La explotación minera en el fondo del mar amenaza ecosistemas únicos como Saya de Malha y Clarion-Clipperton, con impactos aún poco comprendidos

Autor - Aldo Venuta Rodríguez

5 min lectura

Ilustración digital de una operación de minería submarina frente a la costa, con maquinaria, cables y fauna marina visible.
Ilustración conceptual de minería submarina en aguas profundas, inspirada en operaciones frente a la costa de Chile.

En las últimas décadas, los océanos se han convertido en el nuevo horizonte del extractivismo. Bajo la promesa de abastecer la demanda de metales críticos para la transición energética —como litio, cobalto, níquel y manganeso—, decenas de países y corporaciones han puesto sus ojos sobre las profundidades marinas. Esta nueva fiebre por los recursos escondidos en el lecho oceánico plantea una disyuntiva crucial: ¿es posible extraer minerales sin destruir ecosistemas únicos, milenarios y frágiles que apenas comenzamos a entender?

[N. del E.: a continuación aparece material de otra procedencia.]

//! Page cache gateway.
//!
//! Runs once per request when the web server's rewrite rules did not serve a
//! snapshot, and decides BYPASS, HIT, or MISS. A HIT ends the request; every
//! other outcome continues to the full render with an `X-Cache-Status` header
//! on the way out.

use std::any::Any;
use std::fmt;
use std::future::Future;
use std::panic::AssertUnwindSafe;
use std::sync::Arc;
use std::time::SystemTime;

use axum::{
    body::{Body, HttpBody},
    extract::State,
    http::{HeaderMap, HeaderName, HeaderValue, Method, Request, StatusCode, header},
    middleware::Next,
    response::{IntoResponse, Response},
};
use futures::FutureExt;
use metrics::counter;
use once_cell::sync::Lazy;
use regex::Regex;
use serde::Serialize;
use thiserror::Error;
use time::{OffsetDateTime, format_description::FormatItem, macros::format_description};
use tracing::{debug, instrument, warn};

use super::config::CacheConfig;
use super::device::DeviceClass;
use super::drivers::ObjectCacheDriver;
use super::drivers::edge::{GLOBAL_TAG, TAG_HEADER};
use super::keys::{CacheKey, KeyError};
use super::snapshot::{Snapshot, SnapshotError, SnapshotStore};

pub const CACHE_STATUS_HEADER: HeaderName = HeaderName::from_static("x-cache-status");

/// Cookie names that mark a session, a login, or an unlocked protected page.
/// Matched as substrings of the `Cookie` header, case-insensitively.
pub const AUTH_COOKIE_PATTERN: &str = "(tierguard_session|tierguard_logged_in|tierguard_postpass)";

/// One year, sent on every served snapshot.
pub const SNAPSHOT_CACHE_CONTROL: &str = "public, max-age=31536000";

const HTML_CONTENT_TYPE: &str = "text/html; charset=UTF-8";
const METRIC_GATEWAY_TOTAL: &str = "tierguard_gateway_total";

static AUTH_COOKIE: Lazy<Option<Regex>> =
    Lazy::new(|| Regex::new(&format!("(?i){AUTH_COOKIE_PATTERN}")).ok());

static HASHED_ASSET: Lazy<Option<Regex>> = Lazy::new(|| {
    Regex::new(r"^/(?:[^/]+/)*[^/]+?\.([0-9a-fA-F]{8,64})\.(css|js)$").ok()
});

const HTTP_DATE: &[FormatItem<'static>] = format_description!(
    "[weekday repr:short], [day] [month repr:short] [year] [hour]:[minute]:[second] GMT"
);

/// Value of the `X-Cache-Status` header.
#[derive(Debug, Clone, Copy, PartialEq, Eq, Serialize)]
#[serde(rename_all = "UPPERCASE")]
pub enum CacheStatus {
    Bypass,
    Hit,
    Miss,
    Error,
}

impl CacheStatus {
    pub fn as_str(self) -> &'static str {
        match self {
            Self::Bypass => "BYPASS",
            Self::Hit => "HIT",
            Self::Miss => "MISS",
            Self::Error => "ERROR",
        }
    }

    fn header_value(self) -> HeaderValue {
        HeaderValue::from_static(self.as_str())
    }
}

impl fmt::Display for CacheStatus {
    fn fmt(&self, f: &mut fmt::Formatter<'_>) -> fmt::Result {
        f.write_str(self.as_str())
    }
}

/// Why a request skipped the snapshot store.
#[derive(Debug, Clone, Copy, PartialEq, Eq)]
pub enum BypassReason {
    Cli,
    Background,
    Ajax,
    Api,
    Admin,
    Method,
    Query,
    Body,
    AuthCookie,
}

/// How the request entered the process. Internal callers insert this as a
/// request extension; plain HTTP traffic gets the default.
#[derive(Debug, Clone, Copy, Default, PartialEq, Eq)]
pub struct ExecutionContext {
    pub cli: bool,
    pub background: bool,
}

/// Set on MISS so the renderer knows which snapshot variant to persist.
#[derive(Debug, Clone)]
pub struct SnapshotTarget(pub CacheKey);

#[derive(Debug, Error)]
pub enum GatewayError {
    #[error("request carries no host")]
    MissingHost,
    #[error(transparent)]
    Key(#[from] KeyError),
    #[error(transparent)]
    Snapshot(#[from] SnapshotError),
}

/// Request facts the decision depends on, copied out of the request.
#[derive(Debug, Clone)]
pub struct GatewayRequest {
    pub method: Method,
    pub host: Option<String>,
    pub path: String,
    pub query: Option<String>,
    pub user_agent: Option<String>,
    pub cookies: Option<String>,
    pub if_none_match: Option<String>,
    pub ajax: bool,
    pub has_body: bool,
    pub context: ExecutionContext,
}

impl GatewayRequest {
    pub fn from_request(request: &Request<Body>) -> Self {
        let headers = request.headers();
        let host = header_str(headers, &header::HOST)
            .or_else(|| request.uri().authority().map(|authority| authority.as_str()))
            .map(str::to_string);
        let ajax = header_str(headers, &HeaderName::from_static("x-requested-with"))
            .is_some_and(|value| value.eq_ignore_ascii_case("XMLHttpRequest"));
        let declared_length = header_str(headers, &header::CONTENT_LENGTH)
            .and_then(|value| value.trim().parse::<u64>().ok())
            .unwrap_or(0);
        let has_body = declared_length > 0
            || headers.contains_key(header::TRANSFER_ENCODING)
            || request.body().size_hint().exact() != Some(0);

        Self {
            method: request.method().clone(),
            host,
            path: request.uri().path().to_string(),
            query: request.uri().query().map(str::to_string),
            user_agent: header_str(headers, &header::USER_AGENT).map(str::to_string),
            cookies: header_str(headers, &header::COOKIE).map(str::to_string),
            if_none_match: header_str(headers, &header::IF_NONE_MATCH).map(str::to_string),
            ajax,
            has_body,
            context: request
                .extensions()
                .get::<ExecutionContext>()
                .copied()
                .unwrap_or_default(),
        }
    }

    pub fn device(&self) -> DeviceClass {
        DeviceClass::from_user_agent(self.user_agent.as_deref())
    }
}

fn header_str<'a>(headers: &'a HeaderMap, name: &HeaderName) -> Option<&'a str> {
    headers.get(name).and_then(|value| value.to_str().ok())
}

/// Outcome of the decision procedure.
#[derive(Debug, Clone)]
pub enum Decision {
    Bypass(BypassReason),
    Hit {
        snapshot: Snapshot,
        content_type: HeaderValue,
    },
    Miss {
        key: CacheKey,
    },
}

/// Application-level fallback for the rewrite rules.
pub struct PageCacheGateway {
    config: CacheConfig,
    store: SnapshotStore,
    object: Option<Arc<ObjectCacheDriver>>,
}

impl PageCacheGateway {
    pub fn new(config: CacheConfig) -> Self {
        let store = SnapshotStore::new(config.cache_root.clone());
        Self {
            config,
            store,
            object: None,
        }
    }

    /// Consult the in-memory tier before the disk snapshots.
    pub fn with_object_cache(mut self, object: Arc<ObjectCacheDriver>) -> Self {
        self.object = Some(object);
        self
    }

    pub fn store(&self) -> &SnapshotStore {
        &self.store
    }

    /// First matching bypass condition, if any.
    pub fn bypass_reason(&self, request: &GatewayRequest) -> Option<BypassReason> {
        if request.context.cli {
            return Some(BypassReason::Cli);
        }
        if request.context.background {
            return Some(BypassReason::Background);
        }
        if request.ajax {
            return Some(BypassReason::Ajax);
        }
        if matches_prefix(&request.path, &self.config.api_prefixes) {
            return Some(BypassReason::Api);
        }
        if matches_prefix(&request.path, &self.config.admin_prefixes) {
            return Some(BypassReason::Admin);
        }
        if request.method != Method::GET {
            return Some(BypassReason::Method);
        }
        if request.query.as_deref().is_some_and(|query| !query.is_empty()) {
            return Some(BypassReason::Query);
        }
        if request.has_body {
            return Some(BypassReason::Body);
        }
        if request.cookies.as_deref().is_some_and(has_auth_cookie) {
            return Some(BypassReason::AuthCookie);
        }
        None
    }

    /// Decide how to handle `request`. Storage is never touched on BYPASS.
    pub async fn decide(&self, request: &GatewayRequest) -> Result<Decision, GatewayError> {
        if let Some(reason) = self.bypass_reason(request) {
            return Ok(Decision::Bypass(reason));
        }

        let now = SystemTime::now();

        if let Some((hash, extension)) = hashed_asset(&request.path) {
            if let Some(snapshot) = self.store.read_asset(extension, hash).await? {
                if snapshot.is_fresh(self.config.asset_lifetime, now) {
                    let content_type = mime_guess::from_ext(extension).first_or_octet_stream();
                    let content_type = HeaderValue::from_str(content_type.as_ref())
                        .unwrap_or_else(|_| HeaderValue::from_static("application/octet-stream"));
                    return Ok(Decision::Hit {
                        snapshot,
                        content_type,
                    });
                }
                debug!(path = %request.path, "asset snapshot expired");
            }
        }

        let host = request.host.as_deref().ok_or(GatewayError::MissingHost)?;
        let key = CacheKey::new(host, &request.path, request.device())?;

        let cached = self.object.as_ref().and_then(|object| object.lookup(&key));
        if let Some((body, stored_at)) = cached {
            let snapshot = Snapshot::from_body(body, stored_at);
            if snapshot.is_fresh(self.config.page_lifetime, now) {
                debug!(key = %key, tier = "object", "serving from memory");
                return Ok(Decision::Hit {
                    snapshot,
                    content_type: HeaderValue::from_static(HTML_CONTENT_TYPE),
                });
            }
        }

        match self.store.read_page(&key).await? {
            Some(snapshot) if snapshot.is_fresh(self.config.page_lifetime, now) => {
                Ok(Decision::Hit {
                    snapshot,
                    content_type: HeaderValue::from_static(HTML_CONTENT_TYPE),
                })
            }
            Some(_) => {
                // Expired snapshots stay on disk until the renderer replaces them.
                debug!(key = %key, "page snapshot expired");
                Ok(Decision::Miss { key })
            }
            None => Ok(Decision::Miss { key }),
        }
    }

    fn report_failure(&self, message: &str) {
        if self.config.diagnostics {
            warn!(error = %message, status = "ERROR", "page cache gateway failed");
        } else {
            debug!(error = %message, status = "ERROR", "page cache gateway failed");
        }
    }
}

fn matches_prefix(path: &str, prefixes: &[String]) -> bool {
    prefixes.iter().any(|prefix| {
        let prefix = prefix.trim_end_matches('/');
        !prefix.is_empty()
            && path
                .strip_prefix(prefix)
                .is_some_and(|rest| rest.is_empty() || rest.starts_with('/'))
    })
}

pub fn has_auth_cookie(cookies: &str) -> bool {
    AUTH_COOKIE
        .as_ref()
        .is_some_and(|pattern| pattern.is_match(cookies))
}

/// `(hash, extension)` when `path` names a content-hashed asset.
fn hashed_asset(path: &str) -> Option<(&str, &str)> {
    let captures = HASHED_ASSET.as_ref()?.captures(path)?;
    let hash = captures.get(1)?.as_str();
    let extension = captures.get(2)?.as_str();
    Some((hash, extension))
}

fn validator_matches(if_none_match: &str, validator: &str) -> bool {
    if_none_match.split(',').map(str::trim).any(|candidate| {
        candidate == "*" || candidate.strip_prefix("W/").unwrap_or(candidate) == validator
    })
}

fn http_date(modified: SystemTime) -> Option<HeaderValue> {
    let formatted = OffsetDateTime::from(modified).format(HTTP_DATE).ok()?;
    HeaderValue::from_str(&formatted).ok()
}

/// Build the response for a served snapshot: 304 when the client's validator
/// matches, otherwise the full body.
pub fn serve_snapshot(
    snapshot: Snapshot,
    content_type: HeaderValue,
    if_none_match: Option<&str>,
) -> Response {
    let etag = HeaderValue::from_str(&snapshot.validator).ok();
    let not_modified = if_none_match.is_some_and(|value| validator_matches(value, &snapshot.validator));

    let mut response = if not_modified {
        StatusCode::NOT_MODIFIED.into_response()
    } else {
        let mut response = Response::new(Body::from(snapshot.body));
        response
            .headers_mut()
            .insert(header::CONTENT_TYPE, content_type);
        if let Some(last_modified) = http_date(snapshot.modified) {
            response
                .headers_mut()
                .insert(header::LAST_MODIFIED, last_modified);
        }
        response
    };

    let headers = response.headers_mut();
    headers.insert(
        header::CACHE_CONTROL,
        HeaderValue::from_static(SNAPSHOT_CACHE_CONTROL),
    );
    if let Some(etag) = etag {
        headers.insert(header::ETAG, etag);
    }
    headers.insert(CACHE_STATUS_HEADER, CacheStatus::Hit.header_value());
    // The page's own tags are not known here; the global tag still lets a
    // full purge reach what the accelerator stores from this response.
    headers.insert(TAG_HEADER, HeaderValue::from_static(GLOBAL_TAG));
    response
}

fn panic_message(payload: &(dyn Any + Send)) -> String {
    payload
        .downcast_ref::<&str>()
        .map(|message| (*message).to_string())
        .or_else(|| payload.downcast_ref::<String>().cloned())
        .unwrap_or_else(|| "panic with non-string payload".to_string())
}

/// Runs a decision, turning both errors and panics into a failure message.
async fn guarded<F>(decision: F) -> Result<Decision, String>
where
    F: Future<Output = Result<Decision, GatewayError>>,
{
    match AssertUnwindSafe(decision).catch_unwind().await {
        Ok(Ok(decision)) => Ok(decision),
        Ok(Err(err)) => Err(err.to_string()),
        Err(payload) => Err(panic_message(payload.as_ref())),
    }
}

/// Middleware running the gateway in front of the full render.
#[instrument(skip_all, fields(path = %request.uri().path()))]
pub async fn page_cache_layer(
    State(gateway): State<Arc<PageCacheGateway>>,
    mut request: Request<Body>,
    next: Next,
) -> Response {
    let facts = GatewayRequest::from_request(&request);
    let status = match guarded(gateway.decide(&facts)).await {
        Ok(Decision::Hit {
            snapshot,
            content_type,
        }) => {
            debug!(cache = "page", outcome = "hit", "serving snapshot");
            counter!(METRIC_GATEWAY_TOTAL, "status" => CacheStatus::Hit.as_str()).increment(1);
            return serve_snapshot(snapshot, content_type, facts.if_none_match.as_deref());
        }
        Ok(Decision::Bypass(reason)) => {
            debug!(cache = "page", outcome = "bypass", reason = ?reason, "bypassing snapshots");
            CacheStatus::Bypass
        }
        Ok(Decision::Miss { key }) => {
            debug!(cache = "page", outcome = "miss", key = %key, "snapshot miss");
            request.extensions_mut().insert(SnapshotTarget(key));
            CacheStatus::Miss
        }
        Err(message) => {
            gateway.report_failure(&message);
            CacheStatus::Error
        }
    };

    counter!(METRIC_GATEWAY_TOTAL, "status" => status.as_str()).increment(1);
    let mut response = next.run(request).await;
    response
        .headers_mut()
        .insert(CACHE_STATUS_HEADER, status.header_value());
    response
}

El Banco Saya de Malha, una vasta meseta sumergida entre Mauricio y las Seychelles, y la Zona Clarion-Clipperton (ZCC), un extenso abismo entre México y Hawái, son hoy dos de los principales blancos de esta minería emergente. En ambas regiones se concentran nódulos polimetálicos, pequeñas formaciones minerales que tardan millones de años en desarrollarse y que contienen valiosos metales. Su extracción, sin embargo, implica remover y destruir enormes áreas del fondo marino, liberando sedimentos, alterando la cadena trófica y dejando cicatrices que pueden persistir durante siglos.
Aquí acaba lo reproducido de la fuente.